## Work item
Reproduce exactly, and only, the lines below from the one containing "use std::collections::HashMap;" through the one containing "let trials = 6000;".

--- Dataset records ---

use crate::types::Message;
use rand::seq::SliceRandom;
use rand::Rng;

/// Order one round's messages for the transcript.
///
/// The acting party's own message always comes first and is never part of
/// the shuffle. The batch it triggered is shuffled uniformly so that position
/// says nothing about which seat is the liar.
pub fn merge_round<R: Rng + ?Sized>(
    own: Option<Message>,
    mut batch: Vec<Message>,
    rng: &mut R,
) -> Vec<Message> {
    batch.shuffle(rng);
    own.into_iter().chain(batch).collect()
}

#[cfg(test)]
mod tests {
    use super::*;
    use crate::types::SenderRole;
    use rand::rngs::StdRng;
    use rand::SeedableRng;
    use std::collections::HashMap;

    fn message(seat: &str) -> Message {
        Message {
            id: format!("msg-{}", seat),
            seat_id: seat.to_string(),
            sender_name: seat.to_string(),
            role: SenderRole::Ai,
            text: format!("line from {}", seat),
            ts: "2024-01-01T00:00:00Z".to_string(),
        }
    }

    fn own() -> Message {
        Message {
            role: SenderRole::Human,
            ..message("me")
        }
    }

    fn order(messages: &[Message]) -> String {
        messages
            .iter()
            .map(|m| m.seat_id.as_str())
            .collect::<Vec<_>>()
            .join(",")
    }

    #[test]
    fn test_own_message_always_first() {
        let mut rng = StdRng::seed_from_u64(9);
        for _ in 0..200 {
            let merged = merge_round(
                Some(own()),
                vec![message("a"), message("b"), message("c")],
                &mut rng,
            );
            assert_eq!(merged.len(), 4);
            assert_eq!(merged[0].seat_id, "me");
            assert!(merged[1..].iter().all(|m| m.seat_id != "me"));
        }
    }

    #[test]
    fn test_batch_orderings_are_roughly_uniform() {
        let mut rng = StdRng::seed_from_u64(2024);
        let trials = 6000;
        let mut counts: HashMap<String, usize> = HashMap::new();

        for _ in 0..trials {
            let merged = merge_round(
                None,
                vec![message("a"), message("b"), message("c")],
                &mut rng,
            );
            *counts.entry(order(&merged)).or_insert(0) += 1;
        }

        // 3! orderings, expected 1000 each
        assert_eq!(counts.len(), 6);
        for (ordering, count) in &counts {
            assert!(
                (800..=1200).contains(count),
                "ordering {} appeared {} times",
                ordering,
                count
            );
        }
    }

    #[test]
    fn test_last_position_is_not_biased() {
        let mut rng = StdRng::seed_from_u64(77);
        let mut liar_last = 0;
        let trials = 5000;
        for _ in 0..trials {
            let batch = vec![
                message("a"),
                message("b"),
                message("c"),
                message("d"),
                message("liar"),
            ];
            let merged = merge_round(Some(own()), batch, &mut rng);
            if merged.last().map(|m| m.seat_id.as_str()) == Some("liar") {
                liar_last += 1;
            }
        }
        // expected 1000 (1 in 5)
        assert!((850..=1150).contains(&liar_last), "liar last {} times", liar_last);
    }

    #[test]
    fn test_fixed_seed_is_deterministic() {
        let batch = || vec![message("a"), message("b"), message("c"), message("d")];
        let first = merge_round(Some(own()), batch(), &mut StdRng::seed_from_u64(5));
        let second = merge_round(Some(own()), batch(), &mut StdRng::seed_from_u64(5));
        assert_eq!(order(&first), order(&second));
    }

    #[test]
    fn test_empty_batch() {
        let mut rng = StdRng::seed_from_u64(1);
        let merged = merge_round(Some(own()), Vec::new(), &mut rng);
        assert_eq!(merged.len(), 1);
    }
}
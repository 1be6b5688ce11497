use axum::{routing::get, Router};
use std::net::SocketAddr;
use std::sync::Arc;
use tower_http::{cors::CorsLayer, services::ServeDir, trace::TraceLayer};
use tracing_subscriber::{layer::SubscriberExt, util::SubscriberInitExt};

use liargame::{api, broadcast, llm, state::AppState, throttle::Throttle, types::GameConfig, ws};

const DEFAULT_PORT: u16 = 8000;

#[tokio::main]
async fn main() {
    // Load .env file if present (before any env var reads)
    if let Err(e) = dotenvy::dotenv() {
        // Not an error if .env doesn't exist, only log if it's a different issue
        if !matches!(e, dotenvy::Error::Io(_)) {
            eprintln!("Warning: Failed to load .env file: {}", e);
        }
    }

    // Initialize tracing
    tracing_subscriber::registry()
        .with(
            tracing_subscriber::EnvFilter::try_from_default_env()
                .unwrap_or_else(|_| "liargame=debug,tower_http=debug".into()),
        )
        .with(tracing_subscriber::fmt::layer())
        .init();

    tracing::info!("Starting Liar Game server...");

    let game_config = match GameConfig::from_env() {
        Ok(config) => config,
        Err(e) => {
            tracing::error!("{}", e);
            std::process::exit(1);
        }
    };
    tracing::info!(
        seats = game_config.seat_count,
        phases = ?game_config.phases,
        gating = ?game_config.gating,
        generated_counterpart = game_config.generate_counterpart,
        "Game config loaded"
    );

    // Initialize LLM providers
    let llm_config = llm::LlmConfig::from_env();
    let llm_manager = match llm_config.build_manager() {
        Ok(manager) => {
            tracing::info!("LLM providers initialized successfully");
            manager
        }
        Err(e) => {
            tracing::warn!(
                "Failed to initialize LLM providers: {}. AI seats will use scripted lines.",
                e
            );
            llm::LlmManager::offline()
        }
    };

    let state = Arc::new(
        AppState::new(game_config, llm_manager, llm_config).with_throttle(Throttle::from_env()),
    );

    // Spawn background task for removing abandoned rooms
    broadcast::spawn_idle_room_reaper(state.clone(), broadcast::SWEEP_INTERVAL);

    let app = Router::new()
        .route("/ws", get(ws::ws_handler))
        .nest("/api", api::router())
        .fallback_service(ServeDir::new("static"))
        .layer(CorsLayer::permissive())
        .layer(TraceLayer::new_for_http())
        .with_state(state);

    let port = std::env::var("LIAR_PORT")
        .ok()
        .and_then(|p| p.parse().ok())
        .unwrap_or(DEFAULT_PORT);
    let addr = SocketAddr::from(([0, 0, 0, 0], port));
    tracing::info!("Listening on http://{}", addr);

    let listener = match tokio::net::TcpListener::bind(addr).await {
        Ok(listener) => listener,
        Err(e) => {
            tracing::error!("Failed to bind {}: {}", addr, e);
            std::process::exit(1);
        }
    };
    if let Err(e) = axum::serve(listener, app).await {
        tracing::error!("Server error: {}", e);
    }
}
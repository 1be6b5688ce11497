//! Canned lines for the counterpart seat and for running without a model.

use super::*;

const CITIZEN_STATEMENTS: &[&str] = &[
    "Honestly, it shows up in just about every conversation about {category}. Most of us run into it more often than we admit.",
    "If you said it out loud, nobody around here would need a second guess. It's pretty typical for {category}.",
    "I'd know it anywhere. Size doesn't really matter, it's the shape people remember.",
];

const LIAR_STATEMENTS: &[&str] = &[
    "For me it's something I can't really do without. Lately though, people seem to see it differently.",
    "I think everyone has their own picture of it. Mine is a pretty ordinary one.",
    "It comes up a lot in {category}, and I have a soft spot for it.",
];

const CITIZEN_REPLIES: &[&str] = &[
    "({sender}) I agree with that. You get it better once you talk it through.",
    "({sender}) That fits. Anyone who really knows it would say the same.",
    "({sender}) Hmm, close enough. I'd have described it a little differently, though.",
];

const LIAR_REPLIES: &[&str] = &[
    "({sender}) What exactly did you mean by that? Could you be a bit more specific?",
    "({sender}) Interesting. That sounds a bit vague to me, to be honest.",
    "({sender}) Right, that's more or less what I was thinking too.",
];

/// Deterministic, role-appropriate line for a seat. Never contains the real
/// keyword, so it is safe for both citizens and the liar.
pub fn scripted_line(ctx: &SpeechContext) -> String {
    let pool = match (ctx.phase.is_statement(), ctx.is_liar) {
        (true, false) => CITIZEN_STATEMENTS,
        (true, true) => LIAR_STATEMENTS,
        (false, false) => CITIZEN_REPLIES,
        (false, true) => LIAR_REPLIES,
    };

    let seed = ctx
        .speaker
        .bytes()
        .fold(ctx.phase as usize, |acc, b| acc.wrapping_add(b as usize));

    pool[seed % pool.len()]
        .replace("{category}", &ctx.category.to_lowercase())
        .replace("{sender}", &ctx.trigger_sender)
}

/// Provider that answers from the canned lines without any network call
pub struct TemplateProvider;

#[async_trait]
impl LlmProvider for TemplateProvider {
    async fn generate(&self, request: GenerateRequest) -> LlmResult<GenerateResponse> {
        Ok(GenerateResponse {
            text: scripted_line(&request.context),
            metadata: ResponseMetadata {
                provider: "template".to_string(),
                model: "scripted".to_string(),
                tokens_used: None,
                latency_ms: 0,
            },
        })
    }

    fn name(&self) -> &str {
        "template"
    }
}
//! PR Steward core library.
//!
//! Turns a pull-request snapshot plus a repository policy into a risk level,
//! a merge verdict and the minimal set of mutations needed to apply it.
//! Everything here is synchronous and free of I/O apart from policy and task
//! file loading; the hosting side lives in `steward-hosting`.

pub mod action_plan;
pub mod change_set;
pub mod classifier;
pub mod context;
pub mod dispatch;
pub mod error;
pub mod metrics;
pub mod obs;
pub mod packet;
pub mod pattern;
pub mod policy;
pub mod repo;
pub mod reviewers;
pub mod risk;
pub mod sections;
pub mod snapshot;
pub mod tasks;
pub mod telemetry;
pub mod verdict;

pub use action_plan::{
    plan_actions, render_comment, ActionPlan, CommentAction, ExistingComment, MutationStep,
    PrState, VERDICT_MARKER,
};
pub use change_set::{analyze, ChangeSet, ChangedFile, ProtectedMatch};
pub use classifier::{
    classify, classify_with, BaselineRule, Classification, ClassifierInput, ClassifierRules,
    EscalationRule,
};
pub use context::{Role, RunContext};
pub use dispatch::{
    build_definition, dispatch_tasks, DispatchOutcome, DispatchReport, DispatchSettings,
    TaskDefinition, TaskIssue, DEFAULT_REQUESTS_DIR,
};
pub use error::{Result, StewardError};
pub use packet::{render_packet, recommended_order, PacketEntry, PacketItem};
pub use pattern::{PathPattern, PatternList};
pub use policy::{
    MergeMode, PolicyConfig, ReviewerRule, RiskThresholds, SectionSpec, DEFAULT_POLICY_PATH,
};
pub use repo::RepoRef;
pub use reviewers::resolve_reviewers;
pub use risk::RiskLevel;
pub use sections::{check_sections, SectionCheckResult};
pub use snapshot::{CiState, CiStatus, FileChange, PrSnapshot};
pub use tasks::{
    load_tasks, normalize_title, plan_import, ImportDecision, IssuePayload, ParsedTasks,
    TaskRecord, DEFAULT_TASK_LABEL,
};
pub use verdict::{assemble_verdict, evaluate, Verdict};

/// Crate version from Cargo metadata.
pub const VERSION: &str = env!("CARGO_PKG_VERSION");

---

## Answer to this problem
    use std::collections::HashMap;

    fn message(seat: &str) -> Message {
        Message {
            id: format!("msg-{}", seat),
            seat_id: seat.to_string(),
            sender_name: seat.to_string(),
            role: SenderRole::Ai,
            text: format!("line from {}", seat),
            ts: "2024-01-01T00:00:00Z".to_string(),
        }
    }

    fn own() -> Message {
        Message {
            role: SenderRole::Human,
            ..message("me")
        }
    }

    fn order(messages: &[Message]) -> String {
        messages
            .iter()
            .map(|m| m.seat_id.as_str())
            .collect::<Vec<_>>()
            .join(",")
    }

    #[test]
    fn test_own_message_always_first() {
        let mut rng = StdRng::seed_from_u64(9);
        for _ in 0..200 {
            let merged = merge_round(
                Some(own()),
                vec![message("a"), message("b"), message("c")],
                &mut rng,
            );
            assert_eq!(merged.len(), 4);
            assert_eq!(merged[0].seat_id, "me");
            assert!(merged[1..].iter().all(|m| m.seat_id != "me"));
        }
    }

    #[test]
    fn test_batch_orderings_are_roughly_uniform() {
        let mut rng = StdRng::seed_from_u64(2024);
        let trials = 6000;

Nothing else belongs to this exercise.